(Beginning of Data for this exercise)

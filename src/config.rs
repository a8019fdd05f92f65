//! Configuration for the cadence engine and its command-line host.

use crate::core::spectral::band_bin_range;
use crate::{bpm_to_hz, core::spectral::CadenceBand};
use serde::{Deserialize, Serialize};
use std::path::{Path, PathBuf};

/// Parameters fixed at engine construction.
#[derive(Debug, Clone, PartialEq, Serialize, Deserialize)]
#[serde(default)]
pub struct EngineConfig {
    /// Samples per analysis window
    pub window_size: usize,
    /// Samples between analyses; must evenly divide `window_size`
    pub update_frequency: usize,
    /// Number of windows of storage kept before compaction
    pub history_count: usize,
    /// Lower edge of the cadence band (events per minute)
    pub min_cadence_bpm: f32,
    /// Upper edge of the cadence band (events per minute)
    pub max_cadence_bpm: f32,
    /// Expected sensor delivery rate, used only to validate the band up front
    pub nominal_sample_rate_hz: f32,
}

impl Default for EngineConfig {
    fn default() -> Self {
        Self {
            window_size: 1024,
            update_frequency: 32,
            history_count: 32,
            min_cadence_bpm: 40.0,
            max_cadence_bpm: 200.0,
            nominal_sample_rate_hz: 50.0,
        }
    }
}

impl EngineConfig {
    /// Total number of sample slots the ring store holds.
    pub fn capacity(&self) -> usize {
        self.window_size * self.history_count
    }

    /// The cadence band expressed in Hz.
    pub fn band(&self) -> CadenceBand {
        CadenceBand::new(
            bpm_to_hz(self.min_cadence_bpm),
            bpm_to_hz(self.max_cadence_bpm),
        )
    }

    /// Check every construction-time precondition.
    pub fn validate(&self) -> Result<(), ConfigError> {
        if self.window_size < 2 {
            return Err(ConfigError::Invalid(format!(
                "window_size must be at least 2, got {}",
                self.window_size
            )));
        }
        if self.update_frequency == 0 {
            return Err(ConfigError::Invalid(
                "update_frequency must be non-zero".to_string(),
            ));
        }
        if self.window_size % self.update_frequency != 0 {
            return Err(ConfigError::Invalid(format!(
                "update_frequency {} does not evenly divide window_size {}",
                self.update_frequency, self.window_size
            )));
        }
        // The seed window occupies the first slot block, so a single window
        // leaves no room for incoming samples.
        if self.history_count < 2 {
            return Err(ConfigError::Invalid(format!(
                "history_count must be at least 2, got {}",
                self.history_count
            )));
        }
        if !(self.min_cadence_bpm > 0.0 && self.min_cadence_bpm < self.max_cadence_bpm) {
            return Err(ConfigError::Invalid(format!(
                "cadence band {}..{} bpm is empty or non-positive",
                self.min_cadence_bpm, self.max_cadence_bpm
            )));
        }
        if !(self.nominal_sample_rate_hz > 0.0 && self.nominal_sample_rate_hz.is_finite()) {
            return Err(ConfigError::Invalid(format!(
                "nominal_sample_rate_hz must be positive, got {}",
                self.nominal_sample_rate_hz
            )));
        }

        let interval_secs = 1.0 / self.nominal_sample_rate_hz;
        if band_bin_range(self.window_size, interval_secs, self.band()).is_none() {
            return Err(ConfigError::Invalid(format!(
                "cadence band {}..{} bpm has no representable bins for window_size {} at {} Hz",
                self.min_cadence_bpm,
                self.max_cadence_bpm,
                self.window_size,
                self.nominal_sample_rate_hz
            )));
        }

        Ok(())
    }
}

/// Configuration for the `cadence` command-line host.
#[derive(Debug, Clone, Serialize, Deserialize)]
#[serde(default)]
pub struct Config {
    /// Engine parameters
    pub engine: EngineConfig,

    /// Keep only every Nth incoming sensor event
    pub input_stride: usize,

    /// Default log filter when RUST_LOG is unset
    pub log_level: String,
}

impl Default for Config {
    fn default() -> Self {
        Self {
            engine: EngineConfig::default(),
            input_stride: 1,
            log_level: "info".to_string(),
        }
    }
}

impl Config {
    /// Load configuration from the default location.
    pub fn load() -> Result<Self, ConfigError> {
        let config_path = Self::config_path();

        if config_path.exists() {
            Self::load_from(&config_path)
        } else {
            Ok(Self::default())
        }
    }

    /// Load configuration from an explicit path.
    pub fn load_from(path: &Path) -> Result<Self, ConfigError> {
        let content =
            std::fs::read_to_string(path).map_err(|e| ConfigError::IoError(e.to_string()))?;
        let config: Config =
            serde_json::from_str(&content).map_err(|e| ConfigError::ParseError(e.to_string()))?;
        Ok(config)
    }

    /// Save configuration to the default location.
    pub fn save(&self) -> Result<(), ConfigError> {
        self.save_to(&Self::config_path())
    }

    /// Save configuration to an explicit path.
    pub fn save_to(&self, path: &Path) -> Result<(), ConfigError> {
        if let Some(parent) = path.parent() {
            std::fs::create_dir_all(parent).map_err(|e| ConfigError::IoError(e.to_string()))?;
        }

        let content = serde_json::to_string_pretty(self)
            .map_err(|e| ConfigError::SerializeError(e.to_string()))?;

        std::fs::write(path, content).map_err(|e| ConfigError::IoError(e.to_string()))?;

        Ok(())
    }

    /// Get the path to the configuration file.
    pub fn config_path() -> PathBuf {
        dirs::config_dir()
            .unwrap_or_else(|| PathBuf::from("."))
            .join("cadence-engine")
            .join("config.json")
    }

    /// Validate the engine section and the host settings.
    pub fn validate(&self) -> Result<(), ConfigError> {
        if self.input_stride == 0 {
            return Err(ConfigError::Invalid(
                "input_stride must be at least 1".to_string(),
            ));
        }
        self.engine.validate()
    }
}

/// Configuration errors.
#[derive(Debug, Clone, PartialEq)]
pub enum ConfigError {
    IoError(String),
    ParseError(String),
    SerializeError(String),
    Invalid(String),
}

impl std::fmt::Display for ConfigError {
    fn fmt(&self, f: &mut std::fmt::Formatter<'_>) -> std::fmt::Result {
        match self {
            ConfigError::IoError(e) => write!(f, "IO error: {e}"),
            ConfigError::ParseError(e) => write!(f, "Parse error: {e}"),
            ConfigError::SerializeError(e) => write!(f, "Serialize error: {e}"),
            ConfigError::Invalid(e) => write!(f, "Invalid configuration: {e}"),
        }
    }
}

impl std::error::Error for ConfigError {}
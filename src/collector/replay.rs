//! Collector that replays a recorded accelerometer stream.
//!
//! Lines are parsed on a background thread and forwarded as [`SampleRecord`]s
//! over a bounded channel, the same way a live sensor callback would feed the
//! engine. The channel disconnects once the source is exhausted.

use crate::collector::stride::InputStride;
use crate::collector::types::SampleRecord;
use crossbeam_channel::{bounded, Receiver};
use serde::Deserialize;
use std::io::BufRead;
use std::path::Path;
use std::str::FromStr;
use std::sync::atomic::{AtomicBool, AtomicU64, Ordering};
use std::sync::Arc;
use std::thread;

/// Channel depth between the reader thread and the consumer.
const CHANNEL_CAPACITY: usize = 10_000;

/// Encoding of a recorded sample stream.
#[derive(Debug, Clone, Copy, PartialEq, Eq)]
pub enum StreamFormat {
    /// `x,y,z[,timestamp_ms]` per line; a header row and `#` comments are skipped
    Csv,
    /// One `{"x":..,"y":..,"z":..,"timestamp":..}` object per line
    JsonLines,
}

impl StreamFormat {
    /// Guess the format from a file extension, defaulting to CSV.
    pub fn from_path(path: &Path) -> Self {
        match path.extension().and_then(|e| e.to_str()) {
            Some("jsonl") | Some("ndjson") | Some("json") => StreamFormat::JsonLines,
            _ => StreamFormat::Csv,
        }
    }
}

impl FromStr for StreamFormat {
    type Err = CollectorError;

    fn from_str(s: &str) -> Result<Self, Self::Err> {
        match s.trim().to_lowercase().as_str() {
            "csv" => Ok(StreamFormat::Csv),
            "jsonl" | "ndjson" | "json" => Ok(StreamFormat::JsonLines),
            other => Err(CollectorError::Parse {
                line: 0,
                message: format!("unknown stream format '{other}'"),
            }),
        }
    }
}

/// Errors that can occur during collection.
#[derive(Debug, Clone, PartialEq)]
pub enum CollectorError {
    AlreadyRunning,
    Io(String),
    Parse { line: usize, message: String },
}

impl std::fmt::Display for CollectorError {
    fn fmt(&self, f: &mut std::fmt::Formatter<'_>) -> std::fmt::Result {
        match self {
            CollectorError::AlreadyRunning => write!(f, "Collector is already running"),
            CollectorError::Io(e) => write!(f, "IO error: {e}"),
            CollectorError::Parse { line, message } => {
                write!(f, "Parse error on line {line}: {message}")
            }
        }
    }
}

impl std::error::Error for CollectorError {}

#[derive(Deserialize)]
struct JsonSample {
    x: f32,
    y: f32,
    z: f32,
    #[serde(default)]
    timestamp: Option<i64>,
}

/// Parse one line of a recorded stream.
///
/// Returns `Ok(None)` for blank lines, comments and a CSV header row. Samples
/// without a timestamp are stamped with the current time.
pub fn parse_line(
    format: StreamFormat,
    line_number: usize,
    line: &str,
) -> Result<Option<SampleRecord>, CollectorError> {
    let line = line.trim();
    if line.is_empty() || line.starts_with('#') {
        return Ok(None);
    }

    let parse_error = |message: String| CollectorError::Parse {
        line: line_number,
        message,
    };

    match format {
        StreamFormat::JsonLines => {
            let raw: JsonSample =
                serde_json::from_str(line).map_err(|e| parse_error(e.to_string()))?;
            Ok(Some(SampleRecord::with_optional_timestamp(
                raw.x,
                raw.y,
                raw.z,
                raw.timestamp,
            )))
        }
        StreamFormat::Csv => {
            let fields: Vec<&str> = line.split(',').map(str::trim).collect();
            if fields[0].eq_ignore_ascii_case("x") {
                return Ok(None);
            }
            if fields.len() != 3 && fields.len() != 4 {
                return Err(parse_error(format!(
                    "expected 3 or 4 fields, found {}",
                    fields.len()
                )));
            }

            let axis = |i: usize| {
                fields[i]
                    .parse::<f32>()
                    .map_err(|e| parse_error(format!("field {}: {e}", i + 1)))
            };
            let (x, y, z) = (axis(0)?, axis(1)?, axis(2)?);

            let timestamp = match fields.get(3) {
                Some(ts) if !ts.is_empty() => Some(
                    ts.parse::<i64>()
                        .map_err(|e| parse_error(format!("timestamp: {e}")))?,
                ),
                _ => None,
            };

            Ok(Some(SampleRecord::with_optional_timestamp(x, y, z, timestamp)))
        }
    }
}

/// Replays a line-oriented sample stream into a channel.
pub struct ReplayCollector {
    source: Option<Box<dyn BufRead + Send>>,
    format: StreamFormat,
    stride: InputStride,
    receiver: Receiver<SampleRecord>,
    sender: Option<crossbeam_channel::Sender<SampleRecord>>,
    running: Arc<AtomicBool>,
    skipped: Arc<AtomicU64>,
}

impl ReplayCollector {
    /// Create a collector over any buffered reader.
    pub fn new(source: Box<dyn BufRead + Send>, format: StreamFormat, stride: InputStride) -> Self {
        let (sender, receiver) = bounded(CHANNEL_CAPACITY);
        Self {
            source: Some(source),
            format,
            stride,
            receiver,
            sender: Some(sender),
            running: Arc::new(AtomicBool::new(false)),
            skipped: Arc::new(AtomicU64::new(0)),
        }
    }

    /// Create a collector over a file on disk.
    pub fn from_file(
        path: &Path,
        format: StreamFormat,
        stride: InputStride,
    ) -> Result<Self, CollectorError> {
        let file = std::fs::File::open(path)
            .map_err(|e| CollectorError::Io(format!("{}: {e}", path.display())))?;
        Ok(Self::new(
            Box::new(std::io::BufReader::new(file)),
            format,
            stride,
        ))
    }

    /// Start the reader thread.
    ///
    /// A collector replays its source once; starting it again is an error.
    pub fn start(&mut self) -> Result<(), CollectorError> {
        let (source, sender) = match (self.source.take(), self.sender.take()) {
            (Some(source), Some(sender)) => (source, sender),
            _ => return Err(CollectorError::AlreadyRunning),
        };

        self.running.store(true, Ordering::SeqCst);
        let running = self.running.clone();
        let skipped = self.skipped.clone();
        let format = self.format;
        let mut stride = self.stride.clone();

        thread::spawn(move || {
            for (index, line) in source.lines().enumerate() {
                if !running.load(Ordering::SeqCst) {
                    break;
                }
                let line = match line {
                    Ok(line) => line,
                    Err(e) => {
                        tracing::warn!(error = %e, "sample source read failed");
                        break;
                    }
                };

                match parse_line(format, index + 1, &line) {
                    Ok(Some(sample)) => {
                        if stride.admit() && sender.send(sample).is_err() {
                            break;
                        }
                    }
                    Ok(None) => {}
                    Err(e) => {
                        skipped.fetch_add(1, Ordering::Relaxed);
                        tracing::warn!(error = %e, "skipping malformed sample line");
                    }
                }
            }
            running.store(false, Ordering::SeqCst);
        });

        Ok(())
    }

    /// Ask the reader thread to stop after its current line.
    pub fn stop(&mut self) {
        self.running.store(false, Ordering::SeqCst);
    }

    /// Check if the reader thread is still producing samples.
    pub fn is_running(&self) -> bool {
        self.running.load(Ordering::SeqCst)
    }

    /// Get the receiver for samples.
    pub fn receiver(&self) -> &Receiver<SampleRecord> {
        &self.receiver
    }

    /// Try to receive a sample without blocking.
    pub fn try_recv(&self) -> Option<SampleRecord> {
        self.receiver.try_recv().ok()
    }

    /// Number of lines that failed to parse so far.
    pub fn skipped_lines(&self) -> u64 {
        self.skipped.load(Ordering::Relaxed)
    }
}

(End of Data for this exercise)

● Try it:
From the opening line of the data above, please print each line as written up to and including the line that contains "Samples between analyses;", and nothing more.

● Your response:
filename src/config.rs
repository a8019fdd05f92f65
//! Configuration for the cadence engine and its command-line host.

use crate::core::spectral::band_bin_range;
use crate::{bpm_to_hz, core::spectral::CadenceBand};
use serde::{Deserialize, Serialize};
use std::path::{Path, PathBuf};

/// Parameters fixed at engine construction.
#[derive(Debug, Clone, PartialEq, Serialize, Deserialize)]
#[serde(default)]
pub struct EngineConfig {
    /// Samples per analysis window
    pub window_size: usize,
    /// Samples between analyses; must evenly divide `window_size`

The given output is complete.